SecularCauses wrote:In science, there are rational ways to determine the truth of reality.
Well, kind of, yes.
SecularCauses wrote:And I understand that purists may argue nothing can be known for certain...
Nice of you to observe that.
SecularCauses wrote:...but I hardly think there will be a discovery millions of years from now telling us the earth was flat after all. Science is able to progress because in at least some sense there is a way to discover the nature of the cosmos. We can learn about how we evolved, how chemical reactions occur, what happens when we do certain things, etc. Our ability to use technology is a testament to the validity of scientific achievement.
SecularCauses wrote:Now, when it comes to politics, either we are still in the land of something like the field of physics, where right and wrong answers do exist, and can be rationally determined...
Whoa! What do you mean by "right" and "wrong" here, in a political context? Do you suggest that answers to questions like how high taxes should be, can be deemed "right" or "wrong"?
SecularCauses wrote:...or else, we are in a no-person's land where any opinion and idea is as good as any other.
Why do you say that? Just because there is no absolute, ideas and opinions can still have more or less merit relative to each other, depending on perspective.
SecularCauses wrote:If the situation is that one can discern political truth in the same manner that physicists can discover atoms...
What is a "political truth"?
SecularCauses wrote:...then we need to defer to the results of rational scientific methods in making political decisions.
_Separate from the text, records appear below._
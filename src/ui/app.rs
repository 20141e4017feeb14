use std::io;
use std::time::{Duration, Instant};

use crossterm::event::{self, Event, KeyCode, KeyEvent, KeyEventKind};
use ratatui::{backend::Backend, Terminal};
use tracing::debug;

use super::Playable;
use crate::config::AppConfig;
use crate::error::{MatchError, RegistryError};
use crate::session::{MatchRegistry, MatchStatus, ParticipantId, SessionId, Snapshot};

/// The terminal is a single conversation.
const SESSION: SessionId = 1;

pub struct App<B: Playable> {
    registry: MatchRegistry<B>,
    hotseat: bool,
    player: ParticipantId,
    guest: ParticipantId,
    snapshot: Snapshot<B::Move>,
    cursor: (usize, usize),
    should_quit: bool,
    message: Option<String>,
}

impl<B: Playable> App<B> {
    pub fn new(config: &AppConfig, hotseat: bool) -> Result<Self, RegistryError> {
        let registry = MatchRegistry::new(config);
        let bot = registry.bot();
        let player = ParticipantId(bot.0.wrapping_add(1));
        let guest = ParticipantId(bot.0.wrapping_add(2));
        let opponent = hotseat.then_some(guest);
        let snapshot = registry.start(SESSION, player, opponent, Instant::now())?;
        Ok(App {
            registry,
            hotseat,
            player,
            guest,
            snapshot,
            cursor: (B::ROWS / 2, B::COLS / 2),
            should_quit: false,
            message: None,
        })
    }

    /// Main application loop
    pub fn run<T: Backend>(&mut self, terminal: &mut Terminal<T>) -> io::Result<()> {
        loop {
            terminal.draw(|f| self.render(f))?;

            if self.should_quit {
                break;
            }

            self.handle_events()?;
            self.check_idle(Instant::now());
        }
        Ok(())
    }

    fn handle_events(&mut self) -> io::Result<()> {
        if event::poll(Duration::from_millis(100))? {
            if let Event::Key(key) = event::read()? {
                if key.kind == KeyEventKind::Press {
                    self.handle_key(key);
                }
            }
        }
        Ok(())
    }

    fn handle_key(&mut self, key: KeyEvent) {
        // Clear message on any key press
        self.message = None;
        let (row, col) = self.cursor;

        match key.code {
            KeyCode::Char('q') | KeyCode::Esc => {
                self.should_quit = true;
            }
            KeyCode::Left => self.cursor.1 = col.saturating_sub(1),
            KeyCode::Right => self.cursor.1 = (col + 1).min(B::COLS - 1),
            KeyCode::Up if !B::GRAVITY => self.cursor.0 = row.saturating_sub(1),
            KeyCode::Down if !B::GRAVITY => self.cursor.0 = (row + 1).min(B::ROWS - 1),
            KeyCode::Enter | KeyCode::Char(' ') => self.place(),
            KeyCode::Char('f') => self.forfeit(),
            KeyCode::Char('r') => self.restart(),
            _ => {}
        }
    }

    /// Whoever is at the keyboard: the player on move in hot-seat mode.
    fn actor(&self) -> ParticipantId {
        if self.hotseat {
            self.snapshot.current_turn
        } else {
            self.player
        }
    }

    fn place(&mut self) {
        if self.snapshot.status.is_terminal() {
            self.message = Some("Game over! Press 'r' to restart.".to_string());
            return;
        }

        let target = B::target(self.cursor.0, self.cursor.1);
        match self
            .registry
            .apply_move(SESSION, self.actor(), target, Instant::now())
        {
            Ok((report, snapshot)) => {
                self.snapshot = snapshot;
                self.message = match (report.status, report.reply) {
                    (MatchStatus::InProgress, Some(reply)) => {
                        Some(format!("Bot played {} (score {})", reply.mv, reply.score))
                    }
                    (MatchStatus::InProgress, None) => None,
                    (status, _) => Some(self.describe(status)),
                };
            }
            Err(RegistryError::Match(MatchError::MatchTerminal)) => self.refresh_finished(),
            Err(err) => self.message = Some(capitalize(&err.to_string())),
        }
    }

    fn forfeit(&mut self) {
        if self.snapshot.status.is_terminal() {
            return;
        }
        match self.registry.forfeit(SESSION, self.actor(), Instant::now()) {
            Ok(snapshot) => {
                self.message = Some(self.describe(snapshot.status));
                self.snapshot = snapshot;
            }
            Err(err) => self.message = Some(capitalize(&err.to_string())),
        }
    }

    fn restart(&mut self) {
        if !self.snapshot.status.is_terminal() {
            self.forfeit();
        }
        let opponent = self.hotseat.then_some(self.guest);
        match self.registry.start(SESSION, self.player, opponent, Instant::now()) {
            Ok(snapshot) => {
                self.snapshot = snapshot;
                self.cursor = (B::ROWS / 2, B::COLS / 2);
                self.message = Some("New game started!".to_string());
            }
            Err(err) => self.message = Some(capitalize(&err.to_string())),
        }
    }

    fn check_idle(&mut self, now: Instant) {
        if self.registry.sweep_idle(now).contains(&SESSION) {
            self.refresh_finished();
        }
    }

    /// The registry dropped the match after it went idle.
    fn refresh_finished(&mut self) {
        if !self.snapshot.status.is_terminal() {
            debug!("match expired while idle");
            self.snapshot.status = MatchStatus::Abandoned;
        }
        self.message = Some(self.describe(self.snapshot.status));
    }

    fn name_of(&self, id: ParticipantId) -> String {
        if id == self.snapshot.second && self.snapshot.automated {
            "Bot".to_string()
        } else if id == self.snapshot.first {
            "Player 1".to_string()
        } else {
            "Player 2".to_string()
        }
    }

    fn describe(&self, status: MatchStatus) -> String {
        match status {
            MatchStatus::InProgress => format!("{} to move", self.name_of(self.snapshot.current_turn)),
            MatchStatus::Won { winner } => format!("{} wins!", self.name_of(winner)),
            MatchStatus::Draw => "It's a draw!".to_string(),
            MatchStatus::Forfeited { winner } => {
                format!("Forfeited, {} wins. Press 'r' to restart.", self.name_of(winner))
            }
            MatchStatus::Abandoned => "Match abandoned after inactivity. Press 'r' to restart.".to_string(),
        }
    }

    fn render(&self, frame: &mut ratatui::Frame) {
        let mode = if self.hotseat { "Hot-seat" } else { "vs Bot" };
        let turn = self.name_of(self.snapshot.current_turn);
        super::game_view::render::<B>(
            frame,
            &self.snapshot,
            self.cursor,
            &self.message,
            &format!("{turn}  |  {mode}"),
        );
    }
}

fn capitalize(text: &str) -> String {
    let mut chars = text.chars();
    match chars.next() {
        Some(first) => first.to_uppercase().chain(chars).collect(),
        None => String::new(),
    }
}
I agree that it's good to get the facts straight first, whenever possible, if that's what you mean. It's no good contradicting a fact with an opinion. But scientific methods can only give us facts to base our political decisions upon. There can be no scientific method to make the actual decisions.
SecularCauses wrote:On the other hand, if science and reason do not apply, then no opinions matter.
Why do you say that? Of course opinions matter. Politics is all about opinions. Science and reason do apply, to some extent, but in the end it's the opinions that matter.
SecularCauses wrote:No one can prove their position is superior to any other and arguments become as pointless as they can be.
You don't need proof in politics. You need to convince people that your opinion is superior, and arguments are not pointless. A good argument is a convincing argument.
SecularCauses wrote:In either case, the arm-chair political opinions are illegitimate.
What do you mean by "illegitimate"?
SecularCauses wrote:Unless someone can point to scentific evidence to support their position, or something very much like it, their opinion is without merit.
To you perhaps. But not to every voter out there.
SecularCauses wrote:Either realism is real or else nothing matters and political knowledge is an illusion and does not exist.
What do you mean by "realism is real"? Sounds nonsensical to me. And what do you mean by "political knowledge" as opposed to general knowledge?